Nick Glynne says the Huddersfield-based business is targeting 'long-term, significant, double-digit growth'

The CEO of one of the UK's largest e-tailers says the ongoing supply chain issues caused by chip shortages, Brexit and other factors are "terrible" but insists the business is making "healthy progress" despite the challenges it is facing.

Nick Glynne of Buy It Direct, the company behind Laptops Direct and Servers Direct, told CRN last year that the business was investing on the basis that the shift to online sales will become permanent, having been accelerated by the COVID pandemic as sales of laptops and other hardware soared.

The company invested £6.5m in fitting out a half-a-million square foot warehouse in Castle Donington last month, which Glynne said would provide roughly 80,000 extra pallet spaces as the company looks to scale up its operations having seen its turnover rise to £295.5m for the year ending March 31, 2020.

"We're still showing growth, obviously not the same growth as last year which was ballistic," Glynne said.

"And for me, that indicates that the shift online is a structural change. It's not a one-off that happened with Covid, it's a significant structural change in the market.

"Our initial investment that we did prior to the pandemic was useful, we wouldn't have got through the pandemic if we hadn't made that investment in our systems.

"The profits we generated last year were very healthy, and we're now focusing on reinvesting those into scaling the business up even further. So we're betting on long-term, significant, double-digit growth."

Glynne added that the Huddersfield-based business was making "very healthy progress" towards its £500m revenue target for 2022/23 and was currently "exceeding" its plans, despite the number of challenges currently facing hardware resellers.

Among those is the ongoing global shortage of chips and components, which is expected to continue into next year, as well as the impact of Brexit on orders along with other issues which he says the company has managed to deal with despite them "dampening" revenues.

But Glynne says he is not worried about having to compete with Amazon, who went from strength to strength during the pandemic, because of what he claims is a "differentiated" and "anti-Amazon" strategy that has been implemented in the business.

"Our biggest issue at the moment isn't demand, but its supply. The whole supply chain of getting goods out of the far east, into our warehouse and out to customers is very, very challenging," he added.

"It's Brexit delays, chip shortages, factory problems over in China either over too much demand or not enough space to store finished goods, it's container issues with not getting enough containers, shipping delays, and it's the cost of moving goods from abroad to the UK.

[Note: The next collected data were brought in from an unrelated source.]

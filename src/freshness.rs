//! Age classification for held snapshots.

use std::time::Duration;

use chrono::{DateTime, Utc};

/// How usable a held snapshot is right now.
#[derive(Debug, Clone, Copy, PartialEq, Eq)]
pub enum Freshness {
    /// Younger than the fresh window. Served without a refresh.
    Fresh,
    /// Inside the stale ceiling. A short opportunistic refresh is attempted.
    Stale,
    /// At or beyond the stale ceiling. A refresh is forced.
    Expired,
    /// Nothing has been fetched yet.
    Absent,
}

/// Pure classifier over two configured windows.
#[derive(Debug, Clone, Copy, PartialEq, Eq)]
pub struct FreshnessPolicy {
    fresh_window: Duration,
    stale_ceiling: Duration,
}

impl FreshnessPolicy {
    pub fn new(fresh_window: Duration, stale_ceiling: Duration) -> Self {
        Self {
            fresh_window,
            stale_ceiling,
        }
    }

    pub fn fresh_window(&self) -> Duration {
        self.fresh_window
    }

    pub fn stale_ceiling(&self) -> Duration {
        self.stale_ceiling
    }

    /// A `fetched_at` in the future (clock skew) counts as age zero.
    pub fn classify(&self, now: DateTime<Utc>, fetched_at: Option<DateTime<Utc>>) -> Freshness {
        let Some(fetched_at) = fetched_at else {
            return Freshness::Absent;
        };
        let age = (now - fetched_at).to_std().unwrap_or(Duration::ZERO);
        if age < self.fresh_window {
            Freshness::Fresh
        } else if age < self.stale_ceiling {
            Freshness::Stale
        } else {
            Freshness::Expired
        }
    }
}

#[cfg(test)]
mod tests {
    use super::*;
    use chrono::TimeZone;

    fn policy() -> FreshnessPolicy {
        FreshnessPolicy::new(Duration::from_secs(300), Duration::from_secs(3600))
    }

    fn now() -> DateTime<Utc> {
        Utc.with_ymd_and_hms(2024, 5, 1, 12, 0, 0).unwrap()
    }

    #[test]
    fn test_absent_without_snapshot() {
        assert_eq!(policy().classify(now(), None), Freshness::Absent);
    }

    #[test]
    fn test_fresh_window_boundary() {
        let p = policy();
        let just_inside = now() - chrono::Duration::seconds(300 - 1);
        let just_outside = now() - chrono::Duration::seconds(300 + 1);
        let exactly = now() - chrono::Duration::seconds(300);
        assert_eq!(p.classify(now(), Some(just_inside)), Freshness::Fresh);
        assert_eq!(p.classify(now(), Some(just_outside)), Freshness::Stale);
        assert_eq!(p.classify(now(), Some(exactly)), Freshness::Stale);
    }

    #[test]
    fn test_stale_ceiling_boundary() {
        let p = policy();
        let before = now() - chrono::Duration::seconds(3599);
        let at = now() - chrono::Duration::seconds(3600);
        assert_eq!(p.classify(now(), Some(before)), Freshness::Stale);
        assert_eq!(p.classify(now(), Some(at)), Freshness::Expired);
        assert_eq!(
            p.classify(now(), Some(now() - chrono::Duration::days(3))),
            Freshness::Expired
        );
    }

    #[test]
    fn test_future_timestamp_is_fresh() {
        let ahead = now() + chrono::Duration::seconds(30);
        assert_eq!(policy().classify(now(), Some(ahead)), Freshness::Fresh);
    }
}
//! Request coalescing.
//!
//! At most one unit of work runs at a time. Callers arriving while it runs
//! get a handle on the same shared future instead of starting another one.
//! The work is spawned onto the runtime, so it completes even if every
//! waiter stops polling.

use std::future::Future;
use std::sync::atomic::{AtomicU64, Ordering};
use std::sync::{Arc, Mutex, MutexGuard};

use futures::future::{BoxFuture, FutureExt, Shared};
use log::{debug, warn};

use crate::error::FetchError;

/// Handle on an in-flight unit of work.
pub type Flight<T> = Shared<BoxFuture<'static, Result<T, FetchError>>>;

struct Slot<T: Clone> {
    id: u64,
    flight: Flight<T>,
}

pub struct SingleFlight<T: Clone> {
    slot: Arc<Mutex<Option<Slot<T>>>>,
    next_id: AtomicU64,
}

/// Clears the slot when the leader task ends, including by panic.
struct ClearOnDrop<T: Clone> {
    slot: Arc<Mutex<Option<Slot<T>>>>,
    id: u64,
}

impl<T: Clone> Drop for ClearOnDrop<T> {
    fn drop(&mut self) {
        let mut slot = lock_slot(&self.slot);
        if slot.as_ref().map(|s| s.id) == Some(self.id) {
            *slot = None;
        }
    }
}

fn lock_slot<T: Clone>(slot: &Mutex<Option<Slot<T>>>) -> MutexGuard<'_, Option<Slot<T>>> {
    slot.lock().unwrap_or_else(|poisoned| {
        warn!("Single-flight mutex was poisoned, recovering");
        poisoned.into_inner()
    })
}

impl<T> SingleFlight<T>
where
    T: Clone + Send + Sync + 'static,
{
    pub fn new() -> Self {
        Self {
            slot: Arc::new(Mutex::new(None)),
            next_id: AtomicU64::new(0),
        }
    }

    /// Joins the in-flight work, or starts `work` if nothing is running.
    ///
    /// `work` is only polled when this call becomes the leader. Returns the
    /// shared handle and whether this call started it.
    pub fn join_or_start<F>(&self, work: F) -> (Flight<T>, bool)
    where
        F: Future<Output = Result<T, FetchError>> + Send + 'static,
    {
        let mut slot = lock_slot(&self.slot);
        if let Some(existing) = slot.as_ref() {
            debug!("Joining in-flight refresh #{}", existing.id);
            return (existing.flight.clone(), false);
        }

        let id = self.next_id.fetch_add(1, Ordering::Relaxed);
        let guard = ClearOnDrop {
            slot: Arc::clone(&self.slot),
            id,
        };
        // The guard lives inside the task: the slot is cleared before the
        // join handle resolves, so late callers start a new flight.
        let task = tokio::spawn(async move {
            let _guard = guard;
            work.await
        });
        let flight = async move {
            match task.await {
                Ok(result) => result,
                Err(join_err) => Err(FetchError::from(join_err)),
            }
        }
        .boxed()
        .shared();

        *slot = Some(Slot {
            id,
            flight: flight.clone(),
        });
        debug!("Started refresh #{}", id);
        (flight, true)
    }

    pub fn is_in_flight(&self) -> bool {
        lock_slot(&self.slot).is_some()
    }
}

impl<T> Default for SingleFlight<T>
where
    T: Clone + Send + Sync + 'static,
{
    fn default() -> Self {
        Self::new()
    }
}

#[cfg(test)]
mod tests {
    use super::*;
    use std::sync::atomic::AtomicUsize;
    use std::time::Duration;

    #[tokio::test(flavor = "multi_thread", worker_threads = 4)]
    async fn test_concurrent_callers_share_one_execution() {
        let flights = Arc::new(SingleFlight::<u32>::new());
        let runs = Arc::new(AtomicUsize::new(0));

        let mut handles = Vec::new();
        for _ in 0..16 {
            let flights = Arc::clone(&flights);
            let runs = Arc::clone(&runs);
            handles.push(tokio::spawn(async move {
                let (flight, _) = flights.join_or_start(async move {
                    runs.fetch_add(1, Ordering::SeqCst);
                    tokio::time::sleep(Duration::from_millis(100)).await;
                    Ok(7)
                });
                flight.await
            }));
        }

        for handle in handles {
            assert_eq!(handle.await.unwrap(), Ok(7));
        }
        assert_eq!(runs.load(Ordering::SeqCst), 1);
        assert!(!flights.is_in_flight());
    }

    #[tokio::test]
    async fn test_error_is_delivered_to_every_waiter() {
        let flights = SingleFlight::<u32>::new();
        let (first, leader) = flights.join_or_start(async {
            tokio::time::sleep(Duration::from_millis(20)).await;
            Err(FetchError::RateLimited("429".into()))
        });
        let (second, follower) = flights.join_or_start(async { Ok(1) });

        assert!(leader);
        assert!(!follower);
        let expected = Err(FetchError::RateLimited("429".into()));
        assert_eq!(first.await, expected);
        assert_eq!(second.await, expected);
    }

    #[tokio::test]
    async fn test_new_flight_after_completion() {
        let flights = SingleFlight::<u32>::new();
        let (first, _) = flights.join_or_start(async { Ok(1) });
        assert_eq!(first.await, Ok(1));

        let (second, leader) = flights.join_or_start(async { Ok(2) });
        assert!(leader);
        assert_eq!(second.await, Ok(2));
    }

    #[tokio::test]
    async fn test_work_completes_without_waiters() {
        let flights = SingleFlight::<u32>::new();
        let done = Arc::new(AtomicUsize::new(0));
        let marker = Arc::clone(&done);
        let (flight, _) = flights.join_or_start(async move {
            tokio::time::sleep(Duration::from_millis(30)).await;
            marker.fetch_add(1, Ordering::SeqCst);
            Ok(1)
        });
        drop(flight);

        tokio::time::sleep(Duration::from_millis(150)).await;
        assert_eq!(done.load(Ordering::SeqCst), 1);
        assert!(!flights.is_in_flight());
    }

    #[tokio::test]
    async fn test_panicking_work_is_reported_and_cleared() {
        let flights = SingleFlight::<u32>::new();
        let work: BoxFuture<'static, Result<u32, FetchError>> = async { panic!("boom") }.boxed();
        let (flight, _) = flights.join_or_start(work);
        assert!(matches!(flight.await, Err(FetchError::Network(_))));
        assert!(!flights.is_in_flight());
    }
}
//! Resilient cache for cryptocurrency exchange rates.
//!
//! [`ResilientCache`] fronts a rate-limited provider ([`RateSource`]) and
//! always answers with the best data it has plus a [`CacheStatus`] label:
//! concurrent refreshes are coalesced into one upstream call, and provider
//! failures fall back to the last good [`Snapshot`].

pub mod api;
pub mod cache;
pub mod clock;
pub mod config;
pub mod error;
pub mod freshness;
pub mod metrics;
pub mod models;
pub mod single_flight;

pub use api::{CoinGeckoClient, RateSource};
pub use cache::{CacheState, Health, HealthStatus, ResilientCache};
pub use clock::{Clock, ManualClock, SystemClock};
pub use config::{CacheConfig, ClientConfig};
pub use error::{CacheError, ConfigError, ConversionError, FetchError, FetchErrorKind};
pub use freshness::{Freshness, FreshnessPolicy};
pub use metrics::{EventCategory, MetricsRecorder, NoopMetrics, PrometheusMetrics};
pub use models::{CacheLookup, CacheStatus, CurrencyKind, RateRecord, RatesReport, Snapshot};
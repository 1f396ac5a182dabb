//! Injectable time source.

use std::sync::Mutex;

use chrono::{DateTime, Duration, Utc};

/// Source of "now" for freshness decisions and snapshot timestamps.
pub trait Clock: Send + Sync {
    fn now(&self) -> DateTime<Utc>;
}

/// Wall clock.
#[derive(Debug, Default, Clone, Copy)]
pub struct SystemClock;

impl Clock for SystemClock {
    fn now(&self) -> DateTime<Utc> {
        Utc::now()
    }
}

/// Clock that only moves when told to.
#[derive(Debug)]
pub struct ManualClock {
    now: Mutex<DateTime<Utc>>,
}

impl ManualClock {
    pub fn new(start: DateTime<Utc>) -> Self {
        Self {
            now: Mutex::new(start),
        }
    }

    pub fn set(&self, now: DateTime<Utc>) {
        *self.now.lock().unwrap_or_else(|p| p.into_inner()) = now;
    }

    pub fn advance(&self, by: Duration) {
        let mut now = self.now.lock().unwrap_or_else(|p| p.into_inner());
        *now += by;
    }
}

impl Clock for ManualClock {
    fn now(&self) -> DateTime<Utc> {
        *self.now.lock().unwrap_or_else(|p| p.into_inner())
    }
}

"It's all a massive, complex, expensive jigsaw that leaks costs all over the place and creates all sorts of bottlenecks in our logistics operation. And so the situation is just terrible, not for us as a business, we've managed to cope, but overall it's a worldwide problem which has got no immediate signs of abating.

"It feels like you're in a war and I'm having to make different decisions on a daily basis, whether it's having to move stuff by train, by air, not move stuffing stuff at all, or moving it to different factories in Europe because you can't get it out of China. It's absolutely demanding."

When it comes to acquisitions, Glynne does not expect there to be much activity from the business, instead concentrating on growing organically due to the expenses required to buy other companies.

"We see the market as very dry at the moment because other companies are going to be too expensive to buy in this climate, because we've traditionally only bought distressed businesses or businesses that are undervalued," he explained.

"We just see so much opportunity in the category that we're in at the moment where we feel we're still under trading and we've still got niches and categories to develop."